**Stored items**

......

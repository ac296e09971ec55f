// ============================================================================
// HTTP surface
// ============================================================================
//
// POST   /api/v1/customers          open signup
// GET    /api/v1/customers/me       logged customer
// DELETE /api/v1/customers/me
// GET    /api/v1/customers/{id}
// PUT    /api/v1/customers/{id}
// DELETE /api/v1/customers/{id}
// POST   /api/v1/addresses          scoped to the logged customer
// GET    /api/v1/addresses
// PUT    /api/v1/addresses/{id}
// DELETE /api/v1/addresses/{id}
//
// Everything except signup requires a bearer token with USER or ADMIN.
// `/customers/{id}` additionally requires the caller to own the record,
// unless they hold ADMIN.
//
// ============================================================================

mod addresses;
mod customers;
pub mod errors;

use actix_web::web;

/// Registers every API route. `/customers/me` goes before `/customers/{id}`.
pub fn configure(cfg: &mut web::ServiceConfig) {
    cfg.app_data(web::JsonConfig::default().error_handler(errors::json_error_handler))
        .service(
            web::scope("/api/v1/customers")
                .route("", web::post().to(customers::create_customer))
                .route("/me", web::get().to(customers::get_logged_customer))
                .route("/me", web::delete().to(customers::delete_logged_customer))
                .route("/{id}", web::get().to(customers::get_customer))
                .route("/{id}", web::put().to(customers::update_customer))
                .route("/{id}", web::delete().to(customers::delete_customer)),
        )
        .service(
            web::scope("/api/v1/addresses")
                .route("", web::post().to(addresses::create_address))
                .route("", web::get().to(addresses::list_addresses))
                .route("/{id}", web::put().to(addresses::update_address))
                .route("/{id}", web::delete().to(addresses::delete_address)),
        );
}
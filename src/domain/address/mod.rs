// ============================================================================
// Address Domain
// ============================================================================

pub mod model;

pub use model::*;
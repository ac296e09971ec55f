use std::time::Duration;

use async_trait::async_trait;
use rdkafka::config::ClientConfig;
use rdkafka::message::{Header, OwnedHeaders};
use rdkafka::producer::{FutureProducer, FutureRecord};
use rdkafka::util::Timeout;

use super::MessagingError;

// ============================================================================
// Kafka producer
// ============================================================================

/// Outbound side of the broker, shared by the outbox relay and the
/// dead-letter path.
#[async_trait]
pub trait MessagePublisher: Send + Sync {
    async fn publish(
        &self,
        topic: &str,
        key: &str,
        payload: &[u8],
        headers: &[(&str, String)],
    ) -> Result<(), MessagingError>;
}

pub struct KafkaPublisher {
    producer: FutureProducer,
    send_timeout: Duration,
}

impl KafkaPublisher {
    pub fn new(brokers: &str) -> Result<Self, MessagingError> {
        let producer: FutureProducer = ClientConfig::new()
            .set("bootstrap.servers", brokers)
            .set("message.timeout.ms", "5000")
            .set("enable.idempotence", "true")
            .set("acks", "all")
            .create()?;

        tracing::info!(brokers = %brokers, "Kafka producer created");

        Ok(Self {
            producer,
            send_timeout: Duration::from_secs(5),
        })
    }
}

#[async_trait]
impl MessagePublisher for KafkaPublisher {
    async fn publish(
        &self,
        topic: &str,
        key: &str,
        payload: &[u8],
        headers: &[(&str, String)],
    ) -> Result<(), MessagingError> {
        let mut kafka_headers = OwnedHeaders::new();
        for (name, value) in headers {
            kafka_headers = kafka_headers.insert(Header {
                key: name,
                value: Some(value.as_str()),
            });
        }

        let record = FutureRecord::to(topic)
            .key(key)
            .payload(payload)
            .headers(kafka_headers);

        self.producer
            .send(record, Timeout::After(self.send_timeout))
            .await
            .map_err(|(e, _)| MessagingError::Kafka(e))?;

        tracing::debug!(topic = %topic, key = %key, "Published to Kafka");
        Ok(())
    }
}
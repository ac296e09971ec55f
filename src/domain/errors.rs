use serde::Serialize;

use crate::store::StoreError;

pub const DUPLICATE_EMAIL: &str = "There is already an account registered with this e-mail";
pub const DUPLICATE_CPF: &str = "There is already an account registered with this CPF";
pub const ADDRESS_NOT_OWNED: &str = "You don’t have permission to manage this address";
pub const CUSTOMER_NOT_OWNED: &str = "You don’t have permission to manage this customer";

// ============================================================================
// Service Errors - the taxonomy every use case reports with
// ============================================================================

#[derive(Debug, thiserror::Error)]
pub enum ServiceError {
    #[error("{0}")]
    DuplicateRecord(String),

    #[error("Record not found: {0}")]
    RecordNotFound(String),

    #[error("{0}")]
    BusinessRule(String),

    #[error("Validation failed on {} field(s)", .0.len())]
    Validation(ValidationErrors),

    #[error("Store failure: {0}")]
    Store(StoreError),
}

impl From<StoreError> for ServiceError {
    fn from(err: StoreError) -> Self {
        match err {
            // A concurrent request won the unique index race
            StoreError::Conflict(constraint) if constraint.contains("cpf") => {
                ServiceError::DuplicateRecord(DUPLICATE_CPF.to_string())
            }
            StoreError::Conflict(constraint) if constraint.contains("email") => {
                ServiceError::DuplicateRecord(DUPLICATE_EMAIL.to_string())
            }
            StoreError::Missing { entity, id } => {
                ServiceError::RecordNotFound(format!("{} {}", entity, id))
            }
            other => ServiceError::Store(other),
        }
    }
}

impl ServiceError {
    pub fn customer_not_found(id: impl std::fmt::Display) -> Self {
        Self::RecordNotFound(format!("customer {}", id))
    }

    pub fn address_not_found(id: impl std::fmt::Display) -> Self {
        Self::RecordNotFound(format!("address {}", id))
    }
}

// ============================================================================
// Field-level validation errors
// ============================================================================

#[derive(Debug, Clone, PartialEq, Eq, Serialize)]
pub struct FieldError {
    pub field: String,
    pub message: String,
}

/// Ordered collection of field failures for one request body.
#[derive(Debug, Clone, Default, PartialEq, Eq)]
pub struct ValidationErrors(Vec<FieldError>);

impl ValidationErrors {
    pub fn new() -> Self {
        Self::default()
    }

    pub fn add(&mut self, field: impl Into<String>, message: impl Into<String>) {
        self.0.push(FieldError {
            field: field.into(),
            message: message.into(),
        });
    }

    pub fn is_empty(&self) -> bool {
        self.0.is_empty()
    }

    pub fn len(&self) -> usize {
        self.0.len()
    }

    pub fn fields(&self) -> &[FieldError] {
        &self.0
    }

    pub fn contains(&self, field: &str) -> bool {
        self.0.iter().any(|e| e.field == field)
    }

    /// `Ok(())` when nothing was collected.
    pub fn into_result(self) -> Result<(), ServiceError> {
        if self.is_empty() {
            Ok(())
        } else {
            Err(ServiceError::Validation(self))
        }
    }
}

impl From<validator::ValidationErrors> for ValidationErrors {
    fn from(errors: validator::ValidationErrors) -> Self {
        let mut collected = ValidationErrors::new();
        let mut fields: Vec<_> = errors.field_errors().into_iter().collect();
        fields.sort_by(|a, b| a.0.cmp(&b.0));

        for (field, failures) in fields {
            for failure in failures {
                let message = failure
                    .message
                    .as_ref()
                    .map(|m| m.to_string())
                    .unwrap_or_else(|| failure.code.to_string());
                collected.add(camel_case(&field), message);
            }
        }

        collected
    }
}

/// Request bodies are camelCase on the wire; struct fields are not.
fn camel_case(field: &str) -> String {
    let mut out = String::with_capacity(field.len());
    let mut upper_next = false;
    for c in field.chars() {
        if c == '_' {
            upper_next = true;
        } else if upper_next {
            out.extend(c.to_uppercase());
            upper_next = false;
        } else {
            out.push(c);
        }
    }
    out
}
use std::sync::Arc;
use std::time::Instant;

use futures_util::StreamExt;
use rdkafka::config::ClientConfig;
use rdkafka::consumer::{CommitMode, Consumer, StreamConsumer};
use rdkafka::message::{BorrowedMessage, Message};
use rdkafka::{Offset, TopicPartitionList};
use tokio::task::JoinHandle;
use tokio::time::sleep;

use super::kafka::MessagePublisher;
use super::reconciliation::{MessageHandler, Outcome};
use super::topology::{Route, ATTEMPTS_HEADER, ERROR_HEADER, ORIGINAL_QUEUE_HEADER};
use super::MessagingError;
use crate::metrics::Metrics;
use crate::utils::{retry_on_transient, RetryConfig, RetryResult};

// ============================================================================
// Reconciliation consumer
// ============================================================================
//
// One consumer per queue. Each delivery gets `max_attempts` tries with
// capped exponential backoff between them. A delivery is acknowledged once
// it was handled or dead-lettered. A failed dead-letter publish keeps the
// delivery unacknowledged and only the dead-letter publish is repeated,
// every `max_delay`, until the broker takes it.
//
// ============================================================================

/// Final state of one delivery.
#[derive(Debug, Clone, PartialEq, Eq)]
pub enum Disposition {
    Handled(Outcome),
    DeadLettered { attempts: u32 },
}

/// Broker-independent half of a queue consumer: retries, then dead-letters.
pub struct QueueProcessor {
    route: &'static Route,
    handler: Arc<dyn MessageHandler>,
    publisher: Arc<dyn MessagePublisher>,
    metrics: Arc<Metrics>,
    retry: RetryConfig,
}

impl QueueProcessor {
    pub fn new(
        route: &'static Route,
        handler: Arc<dyn MessageHandler>,
        publisher: Arc<dyn MessagePublisher>,
        metrics: Arc<Metrics>,
        retry: RetryConfig,
    ) -> Self {
        Self {
            route,
            handler,
            publisher,
            metrics,
            retry,
        }
    }

    pub fn route(&self) -> &'static Route {
        self.route
    }

    /// Runs the handler within the retry budget, then settles the delivery.
    /// Returns only once the delivery is handled or safely dead-lettered.
    pub async fn process(&self, key: &str, payload: &[u8]) -> Disposition {
        let started = Instant::now();
        let queue = self.route.queue;

        let result = retry_on_transient(&self.retry, |attempt| {
            if attempt > 1 {
                self.metrics.record_retry_attempt(queue);
            }
            self.handler.handle(self.route.kind, payload)
        })
        .await;

        let (error, attempts) = match result {
            RetryResult::Success(outcome) => {
                self.metrics
                    .record_reconciliation(queue, outcome.as_str(), started.elapsed().as_secs_f64());
                return Disposition::Handled(outcome);
            }
            RetryResult::Failed { error, attempts }
            | RetryResult::PermanentFailure { error, attempts } => (error, attempts),
        };

        let reason = error.to_string();
        while let Err(e) = self.dead_letter(key, payload, &reason, attempts).await {
            tracing::error!(queue, key = %key, error = %e, "Dead-letter publish failed, delivery left unacknowledged");
            sleep(self.retry.max_delay).await;
        }

        self.metrics
            .record_reconciliation(queue, "dead_lettered", started.elapsed().as_secs_f64());
        Disposition::DeadLettered { attempts }
    }

    async fn dead_letter(
        &self,
        key: &str,
        payload: &[u8],
        reason: &str,
        attempts: u32,
    ) -> Result<(), MessagingError> {
        let headers = [
            (ORIGINAL_QUEUE_HEADER, self.route.queue.to_string()),
            (ERROR_HEADER, reason.to_string()),
            (ATTEMPTS_HEADER, attempts.to_string()),
        ];

        self.publisher
            .publish(self.route.dead_letter_queue, key, payload, &headers)
            .await
            .map_err(|e| MessagingError::DeadLetter {
                queue: self.route.dead_letter_queue.to_string(),
                reason: e.to_string(),
            })?;

        self.metrics.record_dlq_message(self.route.queue);
        tracing::warn!(
            queue = self.route.queue,
            dlq = self.route.dead_letter_queue,
            key = %key,
            attempts,
            error = %reason,
            "☠️ Message moved to dead-letter queue"
        );
        Ok(())
    }
}

/// Kafka side: subscribes to the route's topic and commits after each
/// delivery reaches a final state.
pub struct QueueConsumer {
    consumer: StreamConsumer,
    processor: QueueProcessor,
}

impl QueueConsumer {
    pub fn new(brokers: &str, group_id: &str, processor: QueueProcessor) -> Result<Self, MessagingError> {
        let consumer: StreamConsumer = ClientConfig::new()
            .set("bootstrap.servers", brokers)
            .set("group.id", group_id)
            .set("auto.offset.reset", "earliest")
            .set("enable.auto.commit", "false")
            .set("session.timeout.ms", "30000")
            .create()?;

        consumer.subscribe(&[processor.route().queue])?;

        tracing::info!(
            queue = processor.route().queue,
            group_id = %group_id,
            "📥 Subscribed reconciliation consumer"
        );

        Ok(Self { consumer, processor })
    }

    pub fn spawn(self) -> JoinHandle<()> {
        tokio::spawn(async move { self.run().await })
    }

    async fn run(&self) {
        let queue = self.processor.route().queue;
        let mut stream = self.consumer.stream();

        while let Some(result) = stream.next().await {
            let message = match result {
                Ok(message) => message,
                Err(e) => {
                    tracing::error!(queue, error = %e, "Error receiving message");
                    continue;
                }
            };

            let key = message
                .key()
                .map(|k| String::from_utf8_lossy(k).into_owned())
                .unwrap_or_default();
            let payload = message.payload().unwrap_or_default();

            let disposition = self.processor.process(&key, payload).await;
            tracing::debug!(queue, key = %key, ?disposition, "Delivery settled");

            if let Err(e) = self.commit(&message) {
                tracing::error!(queue, error = %e, "Failed to commit offset");
            }
        }

        tracing::info!(queue, "Consumer loop ended");
    }

    fn commit(&self, message: &BorrowedMessage<'_>) -> Result<(), MessagingError> {
        let mut tpl = TopicPartitionList::new();
        tpl.add_partition_offset(
            message.topic(),
            message.partition(),
            Offset::Offset(message.offset() + 1),
        )?;
        self.consumer.commit(&tpl, CommitMode::Async)?;
        Ok(())
    }
}
use std::time::{Duration, Instant};

use async_trait::async_trait;
use reqwest::{Client, Response, StatusCode};
use serde::{Deserialize, Serialize};
use tokio::sync::Mutex;

use super::{IdentityProvider, IdentityProviderError, DEFAULT_ROLE};

// ============================================================================
// Keycloak admin REST adapter
// ============================================================================
//
// Authenticates with client credentials against the realm token endpoint
// and caches the admin token until shortly before it expires. Every call
// goes through one `reqwest::Client` carrying the configured timeout.
//
// ============================================================================

/// Refresh the admin token this long before Keycloak says it expires.
const TOKEN_EXPIRY_MARGIN: Duration = Duration::from_secs(30);

#[derive(Debug, Clone)]
pub struct KeycloakConfig {
    pub base_url: String,
    pub realm: String,
    pub client_id: String,
    pub client_secret: String,
    pub timeout: Duration,
}

struct CachedToken {
    access_token: String,
    expires_at: Instant,
}

pub struct KeycloakIdentityProvider {
    config: KeycloakConfig,
    client: Client,
    token: Mutex<Option<CachedToken>>,
}

#[derive(Debug, Deserialize)]
struct TokenResponse {
    access_token: String,
    expires_in: u64,
}

#[derive(Debug, Serialize)]
#[serde(rename_all = "camelCase")]
struct NewUser<'a> {
    username: &'a str,
    email: &'a str,
    first_name: &'a str,
    last_name: &'a str,
    enabled: bool,
    credentials: Vec<Credential<'a>>,
}

#[derive(Debug, Serialize)]
struct Credential<'a> {
    #[serde(rename = "type")]
    kind: &'static str,
    value: &'a str,
    temporary: bool,
}

#[derive(Debug, Serialize)]
#[serde(rename_all = "camelCase")]
struct NameChange<'a> {
    first_name: &'a str,
    last_name: &'a str,
}

#[derive(Debug, Deserialize)]
struct ExistingUser {
    id: String,
}

impl KeycloakIdentityProvider {
    pub fn new(config: KeycloakConfig) -> Result<Self, IdentityProviderError> {
        let client = Client::builder().timeout(config.timeout).build()?;
        Ok(Self {
            config,
            client,
            token: Mutex::new(None),
        })
    }

    fn admin_url(&self, path: &str) -> String {
        format!(
            "{}/admin/realms/{}{}",
            self.config.base_url.trim_end_matches('/'),
            self.config.realm,
            path
        )
    }

    fn token_url(&self) -> String {
        format!(
            "{}/realms/{}/protocol/openid-connect/token",
            self.config.base_url.trim_end_matches('/'),
            self.config.realm
        )
    }

    async fn access_token(&self) -> Result<String, IdentityProviderError> {
        let mut cached = self.token.lock().await;
        if let Some(token) = cached.as_ref() {
            if token.expires_at > Instant::now() {
                return Ok(token.access_token.clone());
            }
        }

        tracing::debug!(realm = %self.config.realm, "Requesting Keycloak admin token");

        let response = self
            .client
            .post(self.token_url())
            .form(&[
                ("grant_type", "client_credentials"),
                ("client_id", self.config.client_id.as_str()),
                ("client_secret", self.config.client_secret.as_str()),
            ])
            .send()
            .await?;

        if !response.status().is_success() {
            let status = response.status();
            let body = response.text().await.unwrap_or_default();
            return Err(IdentityProviderError::Authentication(format!("{}: {}", status, body)));
        }

        let token: TokenResponse = response.json().await?;
        let lifetime = Duration::from_secs(token.expires_in).saturating_sub(TOKEN_EXPIRY_MARGIN);
        *cached = Some(CachedToken {
            access_token: token.access_token.clone(),
            expires_at: Instant::now() + lifetime,
        });

        Ok(token.access_token)
    }

    async fn find_user_id(&self, email: &str) -> Result<Option<String>, IdentityProviderError> {
        tracing::debug!(email = %email, "Looking up Keycloak user by email");

        let token = self.access_token().await?;
        let response = self
            .client
            .get(self.admin_url("/users"))
            .bearer_auth(token)
            .query(&[("email", email), ("exact", "true")])
            .send()
            .await?;

        let response = expect_success(response, "search user").await?;
        let existing: Vec<ExistingUser> = response.json().await?;
        Ok(existing.into_iter().next().map(|user| user.id))
    }
}

/// Turns a non-2xx answer into `IdentityProviderError::Status`.
async fn expect_success(
    response: Response,
    operation: &'static str,
) -> Result<Response, IdentityProviderError> {
    if response.status().is_success() {
        return Ok(response);
    }

    let status = response.status().as_u16();
    let body = response.text().await.unwrap_or_default();
    Err(IdentityProviderError::Status {
        operation,
        status,
        body,
    })
}

/// Keycloak answers a create with `Location: .../users/{id}`.
fn created_id(response: &Response) -> Option<String> {
    let location = response.headers().get(reqwest::header::LOCATION)?.to_str().ok()?;
    location
        .trim_end_matches('/')
        .rsplit('/')
        .next()
        .filter(|id| !id.is_empty())
        .map(str::to_string)
}

#[async_trait]
impl IdentityProvider for KeycloakIdentityProvider {
    async fn create_user(
        &self,
        email: &str,
        name: &str,
        last_name: &str,
        password: &str,
    ) -> Result<String, IdentityProviderError> {
        tracing::info!(email = %email, "Creating Keycloak user");

        // A user left behind by an earlier attempt is adopted, so a redelivery
        // after a failed role grant or link still settles.
        if let Some(user_id) = self.find_user_id(email).await? {
            tracing::warn!(email = %email, external_id = %user_id, "Adopting existing Keycloak user");
            self.assign_role(&user_id, DEFAULT_ROLE).await?;
            return Ok(user_id);
        }

        let user = NewUser {
            username: email,
            email,
            first_name: name,
            last_name,
            enabled: true,
            credentials: vec![Credential {
                kind: "password",
                value: password,
                temporary: false,
            }],
        };

        let token = self.access_token().await?;
        let response = self
            .client
            .post(self.admin_url("/users"))
            .bearer_auth(token)
            .json(&user)
            .send()
            .await?;

        let user_id = if response.status() == StatusCode::CONFLICT {
            // Lost a race with another writer; the search must see it now
            let user_id = self
                .find_user_id(email)
                .await?
                .ok_or_else(|| IdentityProviderError::Conflict(email.to_string()))?;
            tracing::warn!(email = %email, external_id = %user_id, "Keycloak user created concurrently, adopting it");
            user_id
        } else {
            let response = expect_success(response, "create user").await?;
            let user_id = created_id(&response).ok_or(IdentityProviderError::MissingUserId)?;
            tracing::info!(email = %email, external_id = %user_id, "✅ Keycloak user created");
            user_id
        };

        self.assign_role(&user_id, DEFAULT_ROLE).await?;
        Ok(user_id)
    }

    async fn edit_user(
        &self,
        external_id: &str,
        name: &str,
        last_name: &str,
    ) -> Result<(), IdentityProviderError> {
        tracing::info!(external_id = %external_id, "Editing Keycloak user");

        let token = self.access_token().await?;
        let response = self
            .client
            .put(self.admin_url(&format!("/users/{}", external_id)))
            .bearer_auth(token)
            .json(&NameChange {
                first_name: name,
                last_name,
            })
            .send()
            .await?;

        expect_success(response, "edit user").await?;
        tracing::info!(external_id = %external_id, "Keycloak user updated");
        Ok(())
    }

    async fn delete_user(&self, external_id: &str) -> Result<(), IdentityProviderError> {
        tracing::info!(external_id = %external_id, "Deleting Keycloak user");

        let token = self.access_token().await?;
        let response = self
            .client
            .delete(self.admin_url(&format!("/users/{}", external_id)))
            .bearer_auth(token)
            .send()
            .await?;

        // Already gone counts as deleted so redeliveries settle
        if response.status() == StatusCode::NOT_FOUND {
            tracing::warn!(external_id = %external_id, "Keycloak user already absent");
            return Ok(());
        }

        expect_success(response, "delete user").await?;
        tracing::info!(external_id = %external_id, "Keycloak user deleted");
        Ok(())
    }

    async fn assign_role(&self, external_id: &str, role: &str) -> Result<(), IdentityProviderError> {
        tracing::info!(external_id = %external_id, role = %role, "Assigning realm role");

        let token = self.access_token().await?;
        let response = self
            .client
            .get(self.admin_url(&format!("/roles/{}", role)))
            .bearer_auth(&token)
            .send()
            .await?;
        let representation: serde_json::Value =
            expect_success(response, "load role").await?.json().await?;

        let response = self
            .client
            .post(self.admin_url(&format!("/users/{}/role-mappings/realm", external_id)))
            .bearer_auth(&token)
            .json(&[representation])
            .send()
            .await?;

        expect_success(response, "assign role").await?;
        Ok(())
    }
}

......

**Work to be completed**
Write out each line above containing "addresses".

**Task answer**
// POST   /api/v1/addresses          scoped to the logged customer
// GET    /api/v1/addresses
// PUT    /api/v1/addresses/{id}
// DELETE /api/v1/addresses/{id}
mod addresses;
            web::scope("/api/v1/addresses")
                .route("", web::post().to(addresses::create_address))
                .route("", web::get().to(addresses::list_addresses))
                .route("/{id}", web::put().to(addresses::update_address))
                .route("/{id}", web::delete().to(addresses::delete_address)),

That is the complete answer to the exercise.